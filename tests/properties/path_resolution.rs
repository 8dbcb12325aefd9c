//! Property tests for the path resolvers.

use proptest::prelude::*;

use breakdown::config::Config;
use breakdown::infrastructure::RootedFs;
use breakdown::{
    ConfigProfile, DefaultPatternProvider, InputFilePathResolver, OutputFilePathResolver,
    PathKind, PathOptions, PathParams, TwoParams,
};

fn params() -> TwoParams {
    TwoParams::create("to", "task", ConfigProfile::default(), DefaultPatternProvider).unwrap()
}

fn file_name() -> impl Strategy<Value = String> {
    proptest::string::string_regex("[A-Za-z0-9_-]{1,12}\\.md").unwrap()
}

proptest! {
    #![proptest_config(ProptestConfig {
        cases: 128,
        .. ProptestConfig::default()
    })]

    /// PROPERTY: Input and output resolution never panic on arbitrary option strings.
    #[test]
    fn property_resolvers_never_panic(s in "(?s).{0,128}") {
        let two = params();
        let config = Config::default();
        let fs = RootedFs::new("/nonexistent-breakdown-root");
        let options = PathOptions::new().with_from_file(s.as_str()).with_destination_file(s.as_str());
        let path_params = PathParams::new(&two, &options);

        let _ = InputFilePathResolver::new(&fs).resolve(&path_params);
        let _ = OutputFilePathResolver::new(&config, &fs).resolve(&path_params);
    }

    /// PROPERTY: A bare input filename always resolves inside the working directory.
    #[test]
    fn property_bare_input_joins_cwd(name in file_name()) {
        let two = params();
        let fs = RootedFs::new("/nonexistent-breakdown-root");
        let options = PathOptions::new().with_from_file(name.as_str());

        let result = InputFilePathResolver::new(&fs)
            .resolve(&PathParams::new(&two, &options))
            .unwrap();

        prop_assert_eq!(result.kind(), PathKind::Filename);
        prop_assert_eq!(result.value(), fs.root().join(&name));
        prop_assert!(!result.exists());
    }

    /// PROPERTY: A bare output filename lands in the layer directory.
    #[test]
    fn property_bare_output_goes_to_layer_dir(name in file_name()) {
        let two = params();
        let config = Config::default();
        let fs = RootedFs::new("/nonexistent-breakdown-root");
        let options = PathOptions::new().with_output(name.as_str());

        let result = OutputFilePathResolver::new(&config, &fs)
            .resolve(&PathParams::new(&two, &options))
            .unwrap();

        prop_assert_eq!(result.kind(), PathKind::Filename);
        prop_assert_eq!(result.value(), fs.root().join("task").join(&name));
        prop_assert!(!result.is_generated());
    }
}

-- -- --

> _Exercise requirements_
Tally the lines of the records that hold the word "task" and output only the total.

> _Solution to the problem_
2